8.  Request/response data items to CONVERT/UID CONVERT commands

8.1.  CONVERTED untagged response

   Contents: convert correlator
             CONVERTED return data items

   The CONVERTED response may be sent as a result of a successful,
   partially successful or unsuccessful CONVERT or UID CONVERT command
   specified in section 5 of this document.

   The CONVERTED response starts with a message number, followed by the
   "CONVERTED" label.  The label is followed by a convert correlator,
   which contains the tag of the command that caused the response to be
   returned.  This can be used by a client to match a CONVERTED response
   against a corresponding CONVERT/UID CONVERT command.

   The convert correlator is followed by a list of one or more CONVERT
   return data items.  If the UID data item is returned, it MUST be
   returned as the first data item in the CONVERTED response.  This
   requirement is to simplify client implementations.  See Section 10
   and the remainder of Section 8 for more details.

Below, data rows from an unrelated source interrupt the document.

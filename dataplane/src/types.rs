//! The intermediate data plane model. Everything here is plain data: the builder
//! fills it in once per reconciliation and the generator only reads it.

use crate::policies::{Policy, SpanAttribute};
use resolver::Endpoint;
use serde::{Deserialize, Serialize};
use shared::types::{NamespacedName, ObjectMeta};
use std::collections::BTreeMap;
use std::fmt;

/// Hostname of the server created for a listener without a hostname.
pub const WILDCARD_HOSTNAME: &str = "~^";

/// Trusted CA bundle used when a backend TLS policy does not name its own.
pub const ROOT_CA_PATH: &str = "/etc/ssl/cert.pem";

pub const DEFAULT_ERROR_LOG_LEVEL: &str = "info";

/// Identifies an [`SslKeyPair`]. Safe to use as a file name.
#[derive(Clone, Debug, Default, PartialEq, Eq, PartialOrd, Ord, Hash)]
pub struct SslKeyPairId(pub String);

impl SslKeyPairId {
    pub fn for_secret(secret: &NamespacedName) -> Self {
        SslKeyPairId(format!("ssl_keypair_{}_{}", secret.namespace, secret.name))
    }
}

impl fmt::Display for SslKeyPairId {
    fn fmt(&self, f: &mut fmt::Formatter<'_>) -> fmt::Result {
        f.write_str(&self.0)
    }
}

/// Identifies a [`CertBundle`]. Safe to use as a file name.
#[derive(Clone, Debug, Default, PartialEq, Eq, PartialOrd, Ord, Hash)]
pub struct CertBundleId(pub String);

impl CertBundleId {
    pub fn for_config_map(config_map: &NamespacedName) -> Self {
        CertBundleId(format!("cert_bundle_{}_{}", config_map.namespace, config_map.name))
    }
}

impl fmt::Display for CertBundleId {
    fn fmt(&self, f: &mut fmt::Formatter<'_>) -> fmt::Result {
        f.write_str(&self.0)
    }
}

#[derive(Clone, Debug, Default, PartialEq, Eq)]
pub struct SslKeyPair {
    pub cert: Vec<u8>,
    pub key: Vec<u8>,
}

pub type CertBundle = Vec<u8>;

#[derive(Clone, Debug, Default, PartialEq)]
pub struct Configuration {
    pub ssl_key_pairs: BTreeMap<SslKeyPairId, SslKeyPair>,
    pub cert_bundles: BTreeMap<CertBundleId, CertBundle>,
    pub http_servers: Vec<VirtualServer>,
    pub ssl_servers: Vec<VirtualServer>,
    pub tls_passthrough_servers: Vec<Layer4VirtualServer>,
    /// Sorted by name.
    pub upstreams: Vec<Upstream>,
    pub stream_upstreams: Vec<Upstream>,
    pub backend_groups: Vec<BackendGroup>,
    pub main_snippets: Vec<Snippet>,
    pub base_http_config: BaseHttpConfig,
    pub telemetry: Telemetry,
    pub logging: Logging,
    pub auxiliary_secrets: AuxiliarySecrets,
    pub deployment_context: DeploymentContext,
    pub version: u64,
}

#[derive(Clone, Debug, Default, PartialEq)]
pub struct VirtualServer {
    pub ssl: Option<Ssl>,
    pub hostname: String,
    pub path_rules: Vec<PathRule>,
    pub policies: Vec<Policy>,
    pub port: i32,
    pub is_default: bool,
}

#[derive(Clone, Debug, Default, PartialEq, Eq)]
pub struct Layer4VirtualServer {
    pub hostname: String,
    /// Empty when the route's backend is invalid.
    pub upstream_name: String,
    pub port: i32,
    /// Created for the listener hostname rather than a route hostname.
    pub is_default: bool,
}

#[derive(Clone, Debug, Default, PartialEq, Eq)]
pub struct Ssl {
    pub key_pair_id: SslKeyPairId,
}

#[derive(Clone, Debug, Default, PartialEq)]
pub struct Upstream {
    /// Unique per service and port.
    pub name: String,
    /// Set when the endpoints could not be resolved.
    pub error_msg: String,
    pub endpoints: Vec<Endpoint>,
    /// Upstream settings policies attached to the service.
    pub policies: Vec<Policy>,
}

#[derive(Clone, Copy, Debug, Default, PartialEq, Eq, PartialOrd, Ord, Hash)]
pub enum PathType {
    Exact,
    #[default]
    Prefix,
}

impl PathType {
    pub fn as_str(&self) -> &'static str {
        match self {
            PathType::Exact => "exact",
            PathType::Prefix => "prefix",
        }
    }
}

/// Routing rules sharing a path.
#[derive(Clone, Debug, Default, PartialEq)]
pub struct PathRule {
    pub path: String,
    pub path_type: PathType,
    pub match_rules: Vec<MatchRule>,
    pub policies: Vec<Policy>,
    pub grpc: bool,
}

/// One match of a route rule.
#[derive(Clone, Debug, Default, PartialEq)]
pub struct MatchRule {
    pub filters: HttpFilters,
    /// Resource the rule comes from. Only used to break precedence ties.
    pub source: ObjectMeta,
    pub matches: Match,
    pub backend_group: BackendGroup,
}

#[derive(Clone, Debug, Default, PartialEq, Eq)]
pub struct Match {
    pub method: Option<String>,
    pub headers: Vec<HttpHeaderMatch>,
    pub query_params: Vec<HttpQueryParamMatch>,
}

impl Match {
    /// True when nothing but the path has to match.
    pub fn is_path_only(&self) -> bool {
        self.method.is_none() && self.headers.is_empty() && self.query_params.is_empty()
    }
}

#[derive(Clone, Debug, Default, Deserialize, Serialize, PartialEq, Eq)]
pub struct HttpHeaderMatch {
    pub name: String,
    pub value: String,
}

#[derive(Clone, Debug, Default, Deserialize, Serialize, PartialEq, Eq)]
pub struct HttpQueryParamMatch {
    pub name: String,
    pub value: String,
}

/// Filters of a match rule. When `invalid` is set the data plane must answer
/// with a 500 and every other filter is empty.
#[derive(Clone, Debug, Default, PartialEq, Eq)]
pub struct HttpFilters {
    pub invalid: bool,
    pub request_redirect: Option<HttpRequestRedirectFilter>,
    pub request_url_rewrite: Option<HttpUrlRewriteFilter>,
    pub request_header_modifiers: Option<HttpHeaderFilter>,
    pub response_header_modifiers: Option<HttpHeaderFilter>,
    /// Unlike the other kinds, several snippets filters can apply to one rule.
    pub snippets_filters: Vec<SnippetsFilter>,
}

impl HttpFilters {
    pub fn invalid() -> Self {
        HttpFilters {
            invalid: true,
            ..Default::default()
        }
    }
}

#[derive(Clone, Debug, Default, PartialEq, Eq)]
pub struct SnippetsFilter {
    pub location_snippet: Option<Snippet>,
    pub server_snippet: Option<Snippet>,
}

#[derive(Clone, Debug, Default, Deserialize, Serialize, PartialEq, Eq)]
pub struct HttpHeader {
    pub name: String,
    pub value: String,
}

#[derive(Clone, Debug, Default, Deserialize, Serialize, PartialEq, Eq)]
pub struct HttpHeaderFilter {
    #[serde(default)]
    pub set: Vec<HttpHeader>,
    #[serde(default)]
    pub add: Vec<HttpHeader>,
    #[serde(default)]
    pub remove: Vec<String>,
}

#[derive(Clone, Debug, Default, Deserialize, Serialize, PartialEq, Eq)]
pub struct HttpRequestRedirectFilter {
    #[serde(default)]
    pub scheme: Option<String>,
    #[serde(default)]
    pub hostname: Option<String>,
    #[serde(default)]
    pub port: Option<i32>,
    #[serde(default)]
    pub status_code: Option<u16>,
}

#[derive(Clone, Debug, Default, Deserialize, Serialize, PartialEq, Eq)]
pub struct HttpUrlRewriteFilter {
    #[serde(default)]
    pub hostname: Option<String>,
    #[serde(default)]
    pub path: Option<HttpPathModifier>,
}

#[derive(Clone, Copy, Debug, Deserialize, Serialize, PartialEq, Eq)]
pub enum PathModifierType {
    ReplaceFullPath,
    ReplacePrefixMatch,
}

#[derive(Clone, Debug, Deserialize, Serialize, PartialEq, Eq)]
pub struct HttpPathModifier {
    #[serde(rename = "type")]
    pub modifier_type: PathModifierType,
    pub replacement: String,
}

/// The backends of one route rule.
#[derive(Clone, Debug, Default, PartialEq, Eq)]
pub struct BackendGroup {
    pub source: NamespacedName,
    pub backends: Vec<Backend>,
    pub rule_idx: usize,
}

impl BackendGroup {
    /// Unique across all routes and all rules of a route.
    pub fn name(&self) -> String {
        format!(
            "{}__{}_rule{}",
            self.source.namespace, self.source.name, self.rule_idx
        )
    }
}

#[derive(Clone, Debug, Default, PartialEq, Eq)]
pub struct Backend {
    pub verify_tls: Option<VerifyTls>,
    pub upstream_name: String,
    /// 0 means no traffic is forwarded to this backend.
    pub weight: i32,
    pub valid: bool,
}

#[derive(Clone, Debug, Default, PartialEq, Eq)]
pub struct VerifyTls {
    pub cert_bundle_id: Option<CertBundleId>,
    pub hostname: String,
    pub root_ca_path: Option<String>,
}

#[derive(Clone, Debug, Default, PartialEq, Eq)]
pub struct Telemetry {
    /// Empty when tracing is not configured.
    pub endpoint: String,
    pub service_name: String,
    pub interval: String,
    /// Sorted by name.
    pub ratios: Vec<Ratio>,
    pub span_attributes: Vec<SpanAttribute>,
    pub batch_size: i32,
    pub batch_count: i32,
}

impl Telemetry {
    pub fn enabled(&self) -> bool {
        !self.endpoint.is_empty()
    }
}

#[derive(Clone, Debug, Default, Serialize, PartialEq, Eq)]
pub struct Ratio {
    pub name: String,
    pub value: i32,
}

#[derive(Clone, Debug, PartialEq, Eq)]
pub struct BaseHttpConfig {
    pub ip_family: IpFamily,
    pub snippets: Vec<Snippet>,
    pub rewrite_client_ip: RewriteClientIpSettings,
    pub http2: bool,
}

impl Default for BaseHttpConfig {
    fn default() -> Self {
        BaseHttpConfig {
            ip_family: IpFamily::Dual,
            snippets: Vec::new(),
            rewrite_client_ip: RewriteClientIpSettings::default(),
            http2: true,
        }
    }
}

#[derive(Clone, Debug, Default, Deserialize, Serialize, PartialEq, Eq)]
pub struct Snippet {
    pub name: String,
    pub contents: String,
}

#[derive(Clone, Debug, Default, PartialEq, Eq)]
pub struct RewriteClientIpSettings {
    pub mode: Option<RewriteIpMode>,
    pub trusted_addresses: Vec<String>,
    pub ip_recursive: bool,
}

#[derive(Clone, Copy, Debug, Deserialize, Serialize, PartialEq, Eq)]
pub enum RewriteIpMode {
    #[serde(rename = "ProxyProtocol")]
    ProxyProtocol,
    #[serde(rename = "XForwardedFor")]
    XForwardedFor,
}

impl RewriteIpMode {
    /// Value used by the `real_ip_header` directive.
    pub fn as_str(&self) -> &'static str {
        match self {
            RewriteIpMode::ProxyProtocol => "proxy_protocol",
            RewriteIpMode::XForwardedFor => "X-Forwarded-For",
        }
    }
}

#[derive(Clone, Copy, Debug, Default, Deserialize, Serialize, PartialEq, Eq)]
#[serde(rename_all = "lowercase")]
pub enum IpFamily {
    #[default]
    Dual,
    Ipv4,
    Ipv6,
}

#[derive(Clone, Debug, PartialEq, Eq)]
pub struct Logging {
    pub error_level: String,
}

impl Default for Logging {
    fn default() -> Self {
        Logging {
            error_level: DEFAULT_ERROR_LOG_LEVEL.to_string(),
        }
    }
}

/// Secrets only needed by the commercial build to report usage.
#[derive(Clone, Debug, Default, Deserialize, Serialize, PartialEq, Eq)]
pub struct AuxiliarySecrets {
    #[serde(default)]
    pub license_jwt: Option<String>,
    #[serde(default)]
    pub ca_cert: Option<String>,
    #[serde(default)]
    pub client_ssl_cert: Option<String>,
    #[serde(default)]
    pub client_ssl_key: Option<String>,
}

#[derive(Clone, Debug, Deserialize, Serialize, PartialEq, Eq)]
pub struct DeploymentContext {
    #[serde(default = "default_integration")]
    pub integration: String,
    #[serde(default, skip_serializing_if = "Option::is_none")]
    pub cluster_id: Option<String>,
    #[serde(default, skip_serializing_if = "Option::is_none")]
    pub installation_id: Option<String>,
    #[serde(default, skip_serializing_if = "Option::is_none")]
    pub cluster_node_count: Option<u32>,
}

fn default_integration() -> String {
    "ngf".to_string()
}

impl Default for DeploymentContext {
    fn default() -> Self {
        DeploymentContext {
            integration: default_integration(),
            cluster_id: None,
            installation_id: None,
            cluster_node_count: None,
        }
    }
}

8.2.  BODYPARTSTRUCTURE CONVERT request and response item

   The CONVERT extension defines the BODYPARTSTRUCTURE CONVERT data
   item.  Data contained in the BODYPARTSTRUCTURE return data item
   follows the exact syntax specified in the [RFC3501] BODYSTRUCTURE
   data item, but only contains information for the converted part.  All
   information contained in BODYPARTSTRUCTURE pertains to the state of
   the part after it is converted, such as the converted MIME type, sub-
   type, size, or charset.  Note that the client can expect the returned
   MIME type to match the one it requested (as the server is required to
   obey the requested MIME type) and can treat mismatch as an error.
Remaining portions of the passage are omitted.